Data extracted from a collection:
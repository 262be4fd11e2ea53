//! Properties Panel Component
//!
//! Editable form for the focused draft; read-only details for saved items.

use leptos::prelude::*;
use org_chart_core::presentation::ParentOption;
use org_chart_core::{CanvasView, DraftId, DraftPatch, NodeId, PanelView};

use super::DeleteConfirmButton;
use crate::actions::{delete_node, report};
use crate::context::AppContext;
use crate::store::{use_chart_store, ChartStateStoreFields};

/// Which form is mounted; keeps inputs alive while their values change
#[derive(Debug, Clone, Copy, PartialEq, Eq)]
enum PanelKind {
    Draft(DraftId),
    Persisted(NodeId),
}

/// Draft fields the form binds to
#[derive(Debug, Clone, PartialEq, Eq)]
struct DraftForm {
    title: String,
    name: String,
    description: String,
    parent: Option<NodeId>,
    level: u32,
    parent_options: Vec<ParentOption>,
    issues: Vec<String>,
    can_delete: bool,
}

impl DraftForm {
    fn from_panel(panel: &PanelView) -> Option<Self> {
        match panel {
            PanelView::Draft { title, name, description, parent, level, parent_options, issues, can_delete, .. } => {
                Some(Self {
                    title: title.clone(),
                    name: name.clone(),
                    description: description.clone(),
                    parent: *parent,
                    level: *level,
                    parent_options: parent_options.clone(),
                    issues: issues.iter().map(|issue| issue.message.clone()).collect(),
                    can_delete: *can_delete,
                })
            }
            PanelView::Persisted { .. } => None,
        }
    }
}

#[component]
pub fn PropertiesPanel(canvas: Memo<CanvasView>) -> impl IntoView {
    let kind = Memo::new(move |_| {
        canvas.with(|view| match &view.panel {
            Some(PanelView::Draft { id, .. }) => Some(PanelKind::Draft(*id)),
            Some(PanelView::Persisted { id, .. }) => Some(PanelKind::Persisted(*id)),
            None => None,
        })
    });

    view! {
        {move || match kind.get() {
            Some(PanelKind::Draft(id)) => view! { <DraftPanel id=id canvas=canvas /> }.into_any(),
            Some(PanelKind::Persisted(_)) => view! { <PersistedPanel canvas=canvas /> }.into_any(),
            None => view! {
                <aside class="properties-panel empty">
                    <p class="panel-hint">"Select a node to see its details"</p>
                </aside>
            }
            .into_any(),
        }}
    }
}

#[component]
fn DraftPanel(id: DraftId, canvas: Memo<CanvasView>) -> impl IntoView {
    let store = use_chart_store();
    let ctx = expect_context::<AppContext>();
    let form = Memo::new(move |_| canvas.with(|view| view.panel.as_ref().and_then(DraftForm::from_panel)));

    let edit = move |patch: DraftPatch| {
        let edited = store.designer().write().edit_draft(id, patch);
        report(ctx, edited);
    };

    let on_name = move |ev| edit(DraftPatch::name(event_target_value(&ev)));
    let on_description = move |ev| {
        let text = event_target_value(&ev);
        let description = (!text.trim().is_empty()).then_some(text);
        edit(DraftPatch { description: Some(description), ..Default::default() });
    };
    let on_parent = move |ev| {
        let value = event_target_value(&ev);
        let parent = value.parse::<usize>().ok().and_then(|index| {
            form.with_untracked(|form| {
                form.as_ref()
                    .and_then(|form| form.parent_options.get(index))
                    .map(|option| option.id)
            })
        });
        edit(DraftPatch::parent(parent));
    };
    // Level is free only at the top; under a parent it follows the parent
    let on_level = move |ev| {
        if let Ok(level) = event_target_value(&ev).parse::<u32>() {
            edit(DraftPatch { level: Some(level), ..Default::default() });
        }
    };

    let field = move |f: fn(&DraftForm) -> String| move || form.with(|form| form.as_ref().map(f).unwrap_or_default());

    view! {
        <aside class="properties-panel" on:mousedown=move |ev| ev.stop_propagation()>
            <h3>{field(|form| form.title.clone())}</h3>

            <label class="panel-field">
                <span>"Name"</span>
                <input
                    type="text"
                    prop:value=field(|form| form.name.clone())
                    on:input=on_name
                />
            </label>
            <For
                each=move || form.with(|form| form.as_ref().map(|form| form.issues.clone()).unwrap_or_default())
                key=|message| message.clone()
                children=move |message| view! { <p class="field-issue">{message}</p> }
            />

            <label class="panel-field">
                <span>"Description"</span>
                <textarea
                    prop:value=field(|form| form.description.clone())
                    on:change=on_description
                ></textarea>
            </label>

            <label class="panel-field">
                <span>"Parent"</span>
                <select on:change=on_parent>
                    <option value="" selected=move || form.with(|form| form.as_ref().is_some_and(|f| f.parent.is_none()))>
                        "(top level)"
                    </option>
                    {move || form.with(|form| {
                        let Some(form) = form else {
                            return Vec::new();
                        };
                        form.parent_options
                            .iter()
                            .enumerate()
                            .map(|(index, option)| {
                                let selected = form.parent == Some(option.id);
                                view! {
                                    <option value=index.to_string() selected=selected>
                                        {option.label.clone()}
                                    </option>
                                }
                            })
                            .collect::<Vec<_>>()
                    })}
                </select>
            </label>

            <label class="panel-field">
                <span>"Level"</span>
                <input
                    type="number"
                    min="0"
                    prop:value=field(|form| form.level.to_string())
                    disabled=move || form.with(|form| form.as_ref().is_some_and(|f| f.parent.is_some()))
                    on:change=on_level
                />
            </label>

            <Show when=move || form.with(|form| form.as_ref().is_some_and(|f| f.can_delete))>
                <DeleteConfirmButton
                    label="Delete"
                    on_confirm=Callback::new(move |_| delete_node(store, ctx, NodeId::Draft(id)))
                />
            </Show>
        </aside>
    }
}

#[component]
fn PersistedPanel(canvas: Memo<CanvasView>) -> impl IntoView {
    let store = use_chart_store();
    let ctx = expect_context::<AppContext>();
    let can_delete = Memo::new(move |_| store.designer().with(|designer| designer.capabilities().can_delete));

    view! {
        {move || canvas.with(|view| match &view.panel {
            Some(PanelView::Persisted { id, title, name, description, parent_name, level, child_count, holder_count }) => {
                let id = *id;
                let subtree_root = id.as_persisted();
                let labels = store.domain().get().labels();
                let counts = [
                    child_count.map(|n| format!("{} {}", n, labels.child_noun)),
                    holder_count.map(|n| format!("{} {}", n, labels.holder_noun)),
                ]
                .into_iter()
                .flatten()
                .collect::<Vec<_>>()
                .join(" · ");
                Some(view! {
                    <aside class="properties-panel readonly" on:mousedown=move |ev| ev.stop_propagation()>
                        <h3>{title.clone()}</h3>
                        <p class="panel-name">{name.clone()}</p>
                        <p class="panel-description">{description.clone().unwrap_or_default()}</p>
                        <p class="panel-meta">
                            {format!("Level {} · {}", level, parent_name.clone().unwrap_or_else(|| "top level".to_string()))}
                        </p>
                        <p class="panel-meta">{counts}</p>
                        <button
                            class="panel-btn"
                            on:click=move |_| store.filter().update(|filter| filter.root = subtree_root)
                        >
                            "Show subtree only"
                        </button>
                        <Show when=move || can_delete.get()>
                            <DeleteConfirmButton
                                label="Delete"
                                on_confirm=Callback::new(move |_| delete_node(store, ctx, id))
                            />
                        </Show>
                    </aside>
                })
            }
            _ => None,
        })}
    }
}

§ DESCRIPTION OF THE TASK
The full data, transcribed without change, is the expected answer.

§ EXERCISE RESULT
repository 262be4fd11e2ea53
//! Properties Panel Component
//!
//! Editable form for the focused draft; read-only details for saved items.

use leptos::prelude::*;
use org_chart_core::presentation::ParentOption;
use org_chart_core::{CanvasView, DraftId, DraftPatch, NodeId, PanelView};

use super::DeleteConfirmButton;
use crate::actions::{delete_node, report};
use crate::context::AppContext;
use crate::store::{use_chart_store, ChartStateStoreFields};

/// Which form is mounted; keeps inputs alive while their values change
#[derive(Debug, Clone, Copy, PartialEq, Eq)]
enum PanelKind {
    Draft(DraftId),
    Persisted(NodeId),
}

/// Draft fields the form binds to
#[derive(Debug, Clone, PartialEq, Eq)]
struct DraftForm {
    title: String,
    name: String,
    description: String,
    parent: Option<NodeId>,
    level: u32,
    parent_options: Vec<ParentOption>,
    issues: Vec<String>,
    can_delete: bool,
}

impl DraftForm {
    fn from_panel(panel: &PanelView) -> Option<Self> {
        match panel {
            PanelView::Draft { title, name, description, parent, level, parent_options, issues, can_delete, .. } => {
                Some(Self {
                    title: title.clone(),
                    name: name.clone(),
                    description: description.clone(),
                    parent: *parent,
                    level: *level,
                    parent_options: parent_options.clone(),
                    issues: issues.iter().map(|issue| issue.message.clone()).collect(),
                    can_delete: *can_delete,
                })
            }
            PanelView::Persisted { .. } => None,
        }
    }
}

#[component]
pub fn PropertiesPanel(canvas: Memo<CanvasView>) -> impl IntoView {
    let kind = Memo::new(move |_| {
        canvas.with(|view| match &view.panel {
            Some(PanelView::Draft { id, .. }) => Some(PanelKind::Draft(*id)),
            Some(PanelView::Persisted { id, .. }) => Some(PanelKind::Persisted(*id)),
            None => None,
        })
    });

    view! {
        {move || match kind.get() {
            Some(PanelKind::Draft(id)) => view! { <DraftPanel id=id canvas=canvas /> }.into_any(),
            Some(PanelKind::Persisted(_)) => view! { <PersistedPanel canvas=canvas /> }.into_any(),
            None => view! {
                <aside class="properties-panel empty">
                    <p class="panel-hint">"Select a node to see its details"</p>
                </aside>
            }
            .into_any(),
        }}
    }
}

#[component]
fn DraftPanel(id: DraftId, canvas: Memo<CanvasView>) -> impl IntoView {
    let store = use_chart_store();
    let ctx = expect_context::<AppContext>();
    let form = Memo::new(move |_| canvas.with(|view| view.panel.as_ref().and_then(DraftForm::from_panel)));

    let edit = move |patch: DraftPatch| {
        let edited = store.designer().write().edit_draft(id, patch);
        report(ctx, edited);
    };

    let on_name = move |ev| edit(DraftPatch::name(event_target_value(&ev)));
    let on_description = move |ev| {
        let text = event_target_value(&ev);
        let description = (!text.trim().is_empty()).then_some(text);
        edit(DraftPatch { description: Some(description), ..Default::default() });
    };
    let on_parent = move |ev| {
        let value = event_target_value(&ev);
        let parent = value.parse::<usize>().ok().and_then(|index| {
            form.with_untracked(|form| {
                form.as_ref()
                    .and_then(|form| form.parent_options.get(index))
                    .map(|option| option.id)
            })
        });
        edit(DraftPatch::parent(parent));
    };
    // Level is free only at the top; under a parent it follows the parent
    let on_level = move |ev| {
        if let Ok(level) = event_target_value(&ev).parse::<u32>() {
            edit(DraftPatch { level: Some(level), ..Default::default() });
        }
    };

    let field = move |f: fn(&DraftForm) -> String| move || form.with(|form| form.as_ref().map(f).unwrap_or_default());

    view! {
        <aside class="properties-panel" on:mousedown=move |ev| ev.stop_propagation()>
            <h3>{field(|form| form.title.clone())}</h3>

            <label class="panel-field">
                <span>"Name"</span>
                <input
                    type="text"
                    prop:value=field(|form| form.name.clone())
                    on:input=on_name
                />
            </label>
            <For
                each=move || form.with(|form| form.as_ref().map(|form| form.issues.clone()).unwrap_or_default())
                key=|message| message.clone()
                children=move |message| view! { <p class="field-issue">{message}</p> }
            />

            <label class="panel-field">
                <span>"Description"</span>
                <textarea
                    prop:value=field(|form| form.description.clone())
                    on:change=on_description
                ></textarea>
            </label>

            <label class="panel-field">
                <span>"Parent"</span>
                <select on:change=on_parent>
                    <option value="" selected=move || form.with(|form| form.as_ref().is_some_and(|f| f.parent.is_none()))>
                        "(top level)"
                    </option>
                    {move || form.with(|form| {
                        let Some(form) = form else {
                            return Vec::new();
                        };
                        form.parent_options
                            .iter()
                            .enumerate()
                            .map(|(index, option)| {
                                let selected = form.parent == Some(option.id);
                                view! {
                                    <option value=index.to_string() selected=selected>
                                        {option.label.clone()}
                                    </option>
                                }
                            })
                            .collect::<Vec<_>>()
                    })}
                </select>
            </label>

            <label class="panel-field">
                <span>"Level"</span>
                <input
                    type="number"
                    min="0"
                    prop:value=field(|form| form.level.to_string())
                    disabled=move || form.with(|form| form.as_ref().is_some_and(|f| f.parent.is_some()))
                    on:change=on_level
                />
            </label>

            <Show when=move || form.with(|form| form.as_ref().is_some_and(|f| f.can_delete))>
                <DeleteConfirmButton
                    label="Delete"
                    on_confirm=Callback::new(move |_| delete_node(store, ctx, NodeId::Draft(id)))
                />
            </Show>
        </aside>
    }
}

#[component]
fn PersistedPanel(canvas: Memo<CanvasView>) -> impl IntoView {
    let store = use_chart_store();
    let ctx = expect_context::<AppContext>();
    let can_delete = Memo::new(move |_| store.designer().with(|designer| designer.capabilities().can_delete));

    view! {
        {move || canvas.with(|view| match &view.panel {
            Some(PanelView::Persisted { id, title, name, description, parent_name, level, child_count, holder_count }) => {
                let id = *id;
                let subtree_root = id.as_persisted();
                let labels = store.domain().get().labels();
                let counts = [
                    child_count.map(|n| format!("{} {}", n, labels.child_noun)),
                    holder_count.map(|n| format!("{} {}", n, labels.holder_noun)),
                ]
                .into_iter()
                .flatten()
                .collect::<Vec<_>>()
                .join(" · ");
                Some(view! {
                    <aside class="properties-panel readonly" on:mousedown=move |ev| ev.stop_propagation()>
                        <h3>{title.clone()}</h3>
                        <p class="panel-name">{name.clone()}</p>
                        <p class="panel-description">{description.clone().unwrap_or_default()}</p>
                        <p class="panel-meta">
                            {format!("Level {} · {}", level, parent_name.clone().unwrap_or_else(|| "top level".to_string()))}
                        </p>
                        <p class="panel-meta">{counts}</p>
                        <button
                            class="panel-btn"
                            on:click=move |_| store.filter().update(|filter| filter.root = subtree_root)
                        >
                            "Show subtree only"
                        </button>
                        <Show when=move || can_delete.get()>
                            <DeleteConfirmButton
                                label="Delete"
                                on_confirm=Callback::new(move |_| delete_node(store, ctx, id))
                            />
                        </Show>
                    </aside>
                })
            }
            _ => None,
        })}
    }
}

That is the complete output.